=== TASK GOAL ===
Copy out each line below containing "lives".

══ INFORMATION PROVIDED ══

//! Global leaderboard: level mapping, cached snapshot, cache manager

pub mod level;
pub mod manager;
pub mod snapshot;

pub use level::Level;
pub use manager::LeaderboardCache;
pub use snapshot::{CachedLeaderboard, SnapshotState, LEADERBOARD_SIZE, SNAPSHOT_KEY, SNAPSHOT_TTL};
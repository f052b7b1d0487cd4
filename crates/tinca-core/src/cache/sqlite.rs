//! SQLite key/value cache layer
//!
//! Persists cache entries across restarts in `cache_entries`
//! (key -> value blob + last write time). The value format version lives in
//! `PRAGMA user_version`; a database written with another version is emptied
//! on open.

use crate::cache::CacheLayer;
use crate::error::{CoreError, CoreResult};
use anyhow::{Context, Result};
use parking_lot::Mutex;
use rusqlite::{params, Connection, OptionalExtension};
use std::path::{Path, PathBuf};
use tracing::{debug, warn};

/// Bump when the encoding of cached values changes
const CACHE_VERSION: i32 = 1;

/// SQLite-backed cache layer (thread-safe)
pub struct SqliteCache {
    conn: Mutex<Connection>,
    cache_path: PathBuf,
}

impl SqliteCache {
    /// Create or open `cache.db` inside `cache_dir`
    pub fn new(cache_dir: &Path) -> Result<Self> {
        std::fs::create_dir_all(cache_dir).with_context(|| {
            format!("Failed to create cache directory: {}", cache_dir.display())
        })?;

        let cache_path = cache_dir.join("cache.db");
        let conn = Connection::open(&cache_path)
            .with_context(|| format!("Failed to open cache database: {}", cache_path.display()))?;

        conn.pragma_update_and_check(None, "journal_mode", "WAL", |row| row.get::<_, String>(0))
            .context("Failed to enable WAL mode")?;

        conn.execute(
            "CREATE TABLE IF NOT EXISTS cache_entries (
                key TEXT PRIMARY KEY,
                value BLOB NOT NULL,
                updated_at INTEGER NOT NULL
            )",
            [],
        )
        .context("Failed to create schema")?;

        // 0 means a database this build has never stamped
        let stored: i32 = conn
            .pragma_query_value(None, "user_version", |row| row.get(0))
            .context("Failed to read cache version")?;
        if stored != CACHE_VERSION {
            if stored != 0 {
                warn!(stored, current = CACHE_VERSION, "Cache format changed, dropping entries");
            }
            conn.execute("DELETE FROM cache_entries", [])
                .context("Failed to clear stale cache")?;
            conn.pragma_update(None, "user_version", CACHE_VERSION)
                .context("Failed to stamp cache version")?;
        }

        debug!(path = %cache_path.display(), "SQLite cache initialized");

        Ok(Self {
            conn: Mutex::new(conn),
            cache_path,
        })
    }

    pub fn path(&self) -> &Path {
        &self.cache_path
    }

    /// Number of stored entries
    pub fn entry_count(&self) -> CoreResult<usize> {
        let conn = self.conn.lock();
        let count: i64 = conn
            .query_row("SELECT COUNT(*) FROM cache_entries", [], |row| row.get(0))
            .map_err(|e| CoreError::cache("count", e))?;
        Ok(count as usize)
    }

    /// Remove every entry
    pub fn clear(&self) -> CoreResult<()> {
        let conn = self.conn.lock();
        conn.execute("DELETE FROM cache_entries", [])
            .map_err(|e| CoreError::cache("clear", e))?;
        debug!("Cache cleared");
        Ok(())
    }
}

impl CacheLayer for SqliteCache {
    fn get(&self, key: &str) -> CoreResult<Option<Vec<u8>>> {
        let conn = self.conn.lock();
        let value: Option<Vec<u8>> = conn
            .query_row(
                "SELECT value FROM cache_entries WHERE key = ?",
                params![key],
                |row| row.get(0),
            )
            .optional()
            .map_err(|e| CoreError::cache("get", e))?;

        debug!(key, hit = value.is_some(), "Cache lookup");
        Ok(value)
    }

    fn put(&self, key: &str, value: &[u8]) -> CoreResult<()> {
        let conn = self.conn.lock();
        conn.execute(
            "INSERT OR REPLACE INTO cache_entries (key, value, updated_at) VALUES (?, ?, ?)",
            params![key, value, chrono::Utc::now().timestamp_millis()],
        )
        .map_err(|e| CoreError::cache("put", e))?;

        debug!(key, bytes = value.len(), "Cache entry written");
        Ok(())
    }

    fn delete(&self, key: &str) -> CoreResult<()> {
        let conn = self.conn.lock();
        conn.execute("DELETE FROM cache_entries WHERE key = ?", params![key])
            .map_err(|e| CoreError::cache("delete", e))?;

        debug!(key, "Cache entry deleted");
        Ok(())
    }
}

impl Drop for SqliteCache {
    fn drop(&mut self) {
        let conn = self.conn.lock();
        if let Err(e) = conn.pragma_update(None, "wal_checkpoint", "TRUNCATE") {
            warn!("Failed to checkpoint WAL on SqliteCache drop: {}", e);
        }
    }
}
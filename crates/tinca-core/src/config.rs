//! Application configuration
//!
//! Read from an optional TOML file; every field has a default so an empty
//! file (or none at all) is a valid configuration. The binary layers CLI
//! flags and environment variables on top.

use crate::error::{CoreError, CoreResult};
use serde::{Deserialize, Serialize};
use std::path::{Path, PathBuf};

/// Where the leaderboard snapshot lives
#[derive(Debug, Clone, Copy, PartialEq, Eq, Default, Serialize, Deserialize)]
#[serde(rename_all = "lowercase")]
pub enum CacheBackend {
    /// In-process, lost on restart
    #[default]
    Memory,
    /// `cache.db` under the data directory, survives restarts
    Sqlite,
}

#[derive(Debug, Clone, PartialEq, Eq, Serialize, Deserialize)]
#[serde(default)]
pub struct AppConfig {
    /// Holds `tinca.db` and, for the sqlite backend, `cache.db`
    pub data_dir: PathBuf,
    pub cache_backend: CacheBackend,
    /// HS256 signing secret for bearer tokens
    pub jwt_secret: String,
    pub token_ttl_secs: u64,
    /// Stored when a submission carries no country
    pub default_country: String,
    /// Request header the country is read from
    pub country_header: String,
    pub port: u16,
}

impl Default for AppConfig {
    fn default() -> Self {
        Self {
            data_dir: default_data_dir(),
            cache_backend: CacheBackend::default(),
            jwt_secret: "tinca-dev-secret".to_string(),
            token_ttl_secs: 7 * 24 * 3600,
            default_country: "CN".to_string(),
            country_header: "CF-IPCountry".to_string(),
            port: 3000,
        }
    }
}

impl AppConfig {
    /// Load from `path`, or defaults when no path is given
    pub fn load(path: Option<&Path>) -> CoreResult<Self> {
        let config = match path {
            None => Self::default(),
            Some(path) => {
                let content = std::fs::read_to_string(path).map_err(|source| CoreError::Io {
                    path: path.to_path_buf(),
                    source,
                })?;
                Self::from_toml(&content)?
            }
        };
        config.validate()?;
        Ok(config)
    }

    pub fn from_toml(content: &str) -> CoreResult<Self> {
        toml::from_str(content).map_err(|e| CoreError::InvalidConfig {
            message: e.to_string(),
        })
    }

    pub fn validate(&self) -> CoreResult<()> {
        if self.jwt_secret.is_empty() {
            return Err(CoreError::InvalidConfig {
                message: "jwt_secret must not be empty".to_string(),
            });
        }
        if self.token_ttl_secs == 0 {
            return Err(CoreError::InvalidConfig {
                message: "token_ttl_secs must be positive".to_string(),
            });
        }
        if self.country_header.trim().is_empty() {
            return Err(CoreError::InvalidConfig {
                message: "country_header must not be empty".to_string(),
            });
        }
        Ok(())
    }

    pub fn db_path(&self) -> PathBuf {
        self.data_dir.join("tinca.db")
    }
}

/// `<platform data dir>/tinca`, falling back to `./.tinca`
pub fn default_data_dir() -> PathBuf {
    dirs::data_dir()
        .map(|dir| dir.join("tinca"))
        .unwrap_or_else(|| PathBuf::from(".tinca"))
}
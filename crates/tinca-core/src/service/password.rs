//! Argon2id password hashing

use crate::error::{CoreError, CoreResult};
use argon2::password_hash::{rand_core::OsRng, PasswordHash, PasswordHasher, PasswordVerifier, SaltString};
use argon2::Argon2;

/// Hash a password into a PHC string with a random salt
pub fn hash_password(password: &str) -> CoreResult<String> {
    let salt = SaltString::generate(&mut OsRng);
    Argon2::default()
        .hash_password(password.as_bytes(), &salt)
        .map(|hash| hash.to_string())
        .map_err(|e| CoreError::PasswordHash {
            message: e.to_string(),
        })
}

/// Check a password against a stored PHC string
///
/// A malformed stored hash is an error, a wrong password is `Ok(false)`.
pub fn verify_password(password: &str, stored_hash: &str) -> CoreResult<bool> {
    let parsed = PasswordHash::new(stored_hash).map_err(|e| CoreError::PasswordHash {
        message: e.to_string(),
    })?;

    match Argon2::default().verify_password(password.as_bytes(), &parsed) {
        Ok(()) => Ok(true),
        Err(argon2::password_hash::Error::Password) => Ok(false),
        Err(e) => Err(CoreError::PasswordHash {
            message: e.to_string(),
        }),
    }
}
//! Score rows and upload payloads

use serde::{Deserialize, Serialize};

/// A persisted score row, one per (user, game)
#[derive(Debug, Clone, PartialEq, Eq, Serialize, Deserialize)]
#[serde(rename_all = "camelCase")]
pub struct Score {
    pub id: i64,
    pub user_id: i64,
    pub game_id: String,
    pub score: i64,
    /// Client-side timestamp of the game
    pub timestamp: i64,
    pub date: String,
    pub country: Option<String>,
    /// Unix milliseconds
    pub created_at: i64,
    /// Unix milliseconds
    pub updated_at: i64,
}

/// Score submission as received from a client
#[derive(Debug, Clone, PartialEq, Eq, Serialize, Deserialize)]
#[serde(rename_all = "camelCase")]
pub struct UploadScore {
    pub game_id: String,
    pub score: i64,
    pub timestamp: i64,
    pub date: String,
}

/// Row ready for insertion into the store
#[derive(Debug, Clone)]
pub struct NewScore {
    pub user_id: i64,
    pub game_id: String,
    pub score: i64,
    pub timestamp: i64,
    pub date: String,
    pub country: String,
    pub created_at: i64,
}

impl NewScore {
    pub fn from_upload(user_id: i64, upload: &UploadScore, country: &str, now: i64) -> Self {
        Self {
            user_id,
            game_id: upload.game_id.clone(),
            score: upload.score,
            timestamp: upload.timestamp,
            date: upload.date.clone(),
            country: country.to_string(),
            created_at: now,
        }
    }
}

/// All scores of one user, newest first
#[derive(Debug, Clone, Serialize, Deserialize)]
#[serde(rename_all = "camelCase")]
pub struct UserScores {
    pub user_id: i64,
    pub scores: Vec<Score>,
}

═══

=== SOLUTION TO THIS TASK ===
//! (key -> value blob + last write time). The value format version lives in
/// Where the leaderboard snapshot lives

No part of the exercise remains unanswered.